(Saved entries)
--- START ---

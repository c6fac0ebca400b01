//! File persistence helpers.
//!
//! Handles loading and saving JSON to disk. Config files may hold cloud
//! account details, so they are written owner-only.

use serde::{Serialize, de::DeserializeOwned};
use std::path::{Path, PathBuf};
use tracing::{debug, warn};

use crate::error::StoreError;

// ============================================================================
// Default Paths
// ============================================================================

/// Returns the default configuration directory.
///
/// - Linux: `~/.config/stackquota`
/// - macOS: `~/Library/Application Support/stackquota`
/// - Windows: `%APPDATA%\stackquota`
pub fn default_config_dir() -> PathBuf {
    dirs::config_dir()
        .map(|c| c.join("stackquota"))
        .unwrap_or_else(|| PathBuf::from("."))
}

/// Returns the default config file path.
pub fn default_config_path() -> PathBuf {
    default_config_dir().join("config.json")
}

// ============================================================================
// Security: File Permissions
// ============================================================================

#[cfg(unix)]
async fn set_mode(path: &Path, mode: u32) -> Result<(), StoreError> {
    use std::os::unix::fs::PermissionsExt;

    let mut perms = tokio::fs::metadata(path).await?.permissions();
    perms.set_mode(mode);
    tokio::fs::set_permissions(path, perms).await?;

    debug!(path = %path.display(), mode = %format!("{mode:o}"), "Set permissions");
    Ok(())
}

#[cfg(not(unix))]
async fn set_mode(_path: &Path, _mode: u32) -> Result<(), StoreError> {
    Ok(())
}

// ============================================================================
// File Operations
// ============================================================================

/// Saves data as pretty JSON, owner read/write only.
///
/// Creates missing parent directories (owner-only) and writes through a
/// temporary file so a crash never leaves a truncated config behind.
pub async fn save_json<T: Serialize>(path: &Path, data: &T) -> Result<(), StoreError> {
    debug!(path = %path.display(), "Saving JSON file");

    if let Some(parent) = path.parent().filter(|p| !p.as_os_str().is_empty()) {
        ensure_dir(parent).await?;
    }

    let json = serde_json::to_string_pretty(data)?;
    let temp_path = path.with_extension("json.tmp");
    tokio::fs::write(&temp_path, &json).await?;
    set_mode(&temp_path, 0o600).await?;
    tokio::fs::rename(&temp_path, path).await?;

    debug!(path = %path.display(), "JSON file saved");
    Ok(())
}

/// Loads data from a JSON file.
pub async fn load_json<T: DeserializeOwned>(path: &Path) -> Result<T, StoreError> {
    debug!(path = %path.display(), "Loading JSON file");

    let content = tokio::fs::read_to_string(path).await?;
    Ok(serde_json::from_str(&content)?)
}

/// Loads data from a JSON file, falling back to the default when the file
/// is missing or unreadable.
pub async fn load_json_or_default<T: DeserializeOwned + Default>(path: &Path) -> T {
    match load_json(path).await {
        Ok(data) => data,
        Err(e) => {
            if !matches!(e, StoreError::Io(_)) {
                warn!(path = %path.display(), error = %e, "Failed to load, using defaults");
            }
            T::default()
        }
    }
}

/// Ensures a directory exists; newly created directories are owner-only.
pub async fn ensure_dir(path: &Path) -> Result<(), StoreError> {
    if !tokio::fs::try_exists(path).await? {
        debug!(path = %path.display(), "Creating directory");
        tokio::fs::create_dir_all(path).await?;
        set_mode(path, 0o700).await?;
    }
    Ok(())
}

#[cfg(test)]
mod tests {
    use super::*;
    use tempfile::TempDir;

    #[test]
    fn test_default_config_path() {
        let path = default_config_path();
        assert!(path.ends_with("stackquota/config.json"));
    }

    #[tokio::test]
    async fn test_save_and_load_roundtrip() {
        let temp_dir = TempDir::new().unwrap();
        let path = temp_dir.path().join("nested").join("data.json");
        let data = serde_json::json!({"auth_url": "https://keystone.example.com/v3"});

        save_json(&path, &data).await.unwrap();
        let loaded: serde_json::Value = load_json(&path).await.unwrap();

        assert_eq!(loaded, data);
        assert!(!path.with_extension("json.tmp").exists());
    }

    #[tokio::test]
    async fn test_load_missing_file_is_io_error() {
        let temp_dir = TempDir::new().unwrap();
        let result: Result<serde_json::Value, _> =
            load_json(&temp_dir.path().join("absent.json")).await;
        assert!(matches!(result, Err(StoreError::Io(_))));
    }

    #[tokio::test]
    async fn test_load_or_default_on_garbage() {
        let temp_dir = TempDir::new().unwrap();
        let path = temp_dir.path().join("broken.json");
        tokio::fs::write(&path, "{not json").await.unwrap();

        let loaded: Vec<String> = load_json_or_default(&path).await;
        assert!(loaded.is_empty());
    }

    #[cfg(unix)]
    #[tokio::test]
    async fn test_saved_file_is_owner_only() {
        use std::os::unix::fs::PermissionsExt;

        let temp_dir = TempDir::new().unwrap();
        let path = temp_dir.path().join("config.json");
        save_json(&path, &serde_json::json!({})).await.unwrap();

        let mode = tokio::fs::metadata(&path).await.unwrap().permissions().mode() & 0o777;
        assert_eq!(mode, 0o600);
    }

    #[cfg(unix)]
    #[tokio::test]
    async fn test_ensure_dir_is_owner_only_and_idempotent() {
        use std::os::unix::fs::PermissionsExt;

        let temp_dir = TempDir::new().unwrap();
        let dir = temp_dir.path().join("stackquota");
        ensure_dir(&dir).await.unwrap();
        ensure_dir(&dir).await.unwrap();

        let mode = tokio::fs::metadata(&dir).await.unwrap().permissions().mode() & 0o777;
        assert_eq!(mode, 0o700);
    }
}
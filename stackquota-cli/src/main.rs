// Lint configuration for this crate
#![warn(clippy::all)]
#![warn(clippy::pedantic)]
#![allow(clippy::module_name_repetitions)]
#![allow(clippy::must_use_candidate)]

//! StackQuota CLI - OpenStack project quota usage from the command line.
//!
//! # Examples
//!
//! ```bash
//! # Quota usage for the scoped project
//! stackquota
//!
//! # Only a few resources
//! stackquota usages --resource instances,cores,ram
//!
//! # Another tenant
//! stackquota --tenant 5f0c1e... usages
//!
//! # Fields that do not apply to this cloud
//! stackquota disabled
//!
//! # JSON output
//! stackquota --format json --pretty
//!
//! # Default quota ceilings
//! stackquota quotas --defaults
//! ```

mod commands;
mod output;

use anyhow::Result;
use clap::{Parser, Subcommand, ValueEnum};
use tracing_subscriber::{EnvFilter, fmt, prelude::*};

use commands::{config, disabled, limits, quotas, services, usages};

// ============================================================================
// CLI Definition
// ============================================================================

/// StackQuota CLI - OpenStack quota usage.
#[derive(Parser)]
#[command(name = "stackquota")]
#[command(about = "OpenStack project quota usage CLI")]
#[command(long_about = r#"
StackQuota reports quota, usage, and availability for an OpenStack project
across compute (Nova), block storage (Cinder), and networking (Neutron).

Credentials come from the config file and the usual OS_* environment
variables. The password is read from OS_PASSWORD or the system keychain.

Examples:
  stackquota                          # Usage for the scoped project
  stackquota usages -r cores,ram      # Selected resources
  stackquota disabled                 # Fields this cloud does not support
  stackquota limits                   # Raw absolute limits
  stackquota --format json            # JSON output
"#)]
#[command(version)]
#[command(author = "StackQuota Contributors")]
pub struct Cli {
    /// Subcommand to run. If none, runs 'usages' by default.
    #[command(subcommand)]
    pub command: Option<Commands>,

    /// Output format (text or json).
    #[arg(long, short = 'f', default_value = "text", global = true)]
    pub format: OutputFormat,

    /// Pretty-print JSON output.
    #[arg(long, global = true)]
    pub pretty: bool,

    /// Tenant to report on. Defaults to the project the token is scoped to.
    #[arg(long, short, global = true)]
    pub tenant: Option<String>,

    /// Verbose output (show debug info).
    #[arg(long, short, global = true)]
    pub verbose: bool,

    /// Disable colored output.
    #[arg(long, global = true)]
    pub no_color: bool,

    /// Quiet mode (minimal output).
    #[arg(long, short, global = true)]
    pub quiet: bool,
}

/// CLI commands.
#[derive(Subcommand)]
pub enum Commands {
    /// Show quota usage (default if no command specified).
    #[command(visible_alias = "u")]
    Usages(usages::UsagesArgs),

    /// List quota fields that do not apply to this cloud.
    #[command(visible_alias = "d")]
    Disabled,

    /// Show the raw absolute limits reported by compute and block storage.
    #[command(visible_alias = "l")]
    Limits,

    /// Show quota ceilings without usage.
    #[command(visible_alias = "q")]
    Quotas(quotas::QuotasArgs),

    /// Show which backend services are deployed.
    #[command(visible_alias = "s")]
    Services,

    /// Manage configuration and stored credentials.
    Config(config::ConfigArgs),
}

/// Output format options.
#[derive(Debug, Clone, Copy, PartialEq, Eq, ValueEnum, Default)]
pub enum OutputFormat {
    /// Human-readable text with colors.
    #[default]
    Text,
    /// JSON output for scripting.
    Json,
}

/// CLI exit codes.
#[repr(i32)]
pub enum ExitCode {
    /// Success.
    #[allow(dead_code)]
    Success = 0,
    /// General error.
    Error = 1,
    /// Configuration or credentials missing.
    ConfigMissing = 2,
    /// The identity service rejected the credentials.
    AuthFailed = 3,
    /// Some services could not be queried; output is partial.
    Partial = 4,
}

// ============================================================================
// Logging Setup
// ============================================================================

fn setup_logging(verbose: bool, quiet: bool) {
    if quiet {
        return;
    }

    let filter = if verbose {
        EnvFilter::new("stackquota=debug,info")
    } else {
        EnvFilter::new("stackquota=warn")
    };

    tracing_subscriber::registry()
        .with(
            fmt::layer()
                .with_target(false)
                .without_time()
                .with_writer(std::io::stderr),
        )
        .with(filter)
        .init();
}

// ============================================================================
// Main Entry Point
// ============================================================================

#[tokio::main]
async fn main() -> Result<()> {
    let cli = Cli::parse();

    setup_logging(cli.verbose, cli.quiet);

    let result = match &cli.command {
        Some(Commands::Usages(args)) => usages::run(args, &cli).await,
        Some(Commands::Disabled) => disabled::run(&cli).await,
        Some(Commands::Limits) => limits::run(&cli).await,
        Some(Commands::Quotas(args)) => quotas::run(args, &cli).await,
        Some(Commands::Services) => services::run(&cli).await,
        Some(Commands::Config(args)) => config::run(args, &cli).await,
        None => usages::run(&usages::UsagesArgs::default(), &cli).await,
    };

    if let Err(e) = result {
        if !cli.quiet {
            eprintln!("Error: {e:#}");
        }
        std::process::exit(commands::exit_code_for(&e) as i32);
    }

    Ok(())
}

--- END ---

Repeat the entries above exactly, from the first line through the line containing "use crate::error::StoreError;".

repository c6fac0ebca400b01
//! File persistence helpers.
//!
//! Handles loading and saving JSON to disk. Config files may hold cloud
//! account details, so they are written owner-only.

use serde::{Serialize, de::DeserializeOwned};
use std::path::{Path, PathBuf};
use tracing::{debug, warn};

use crate::error::StoreError;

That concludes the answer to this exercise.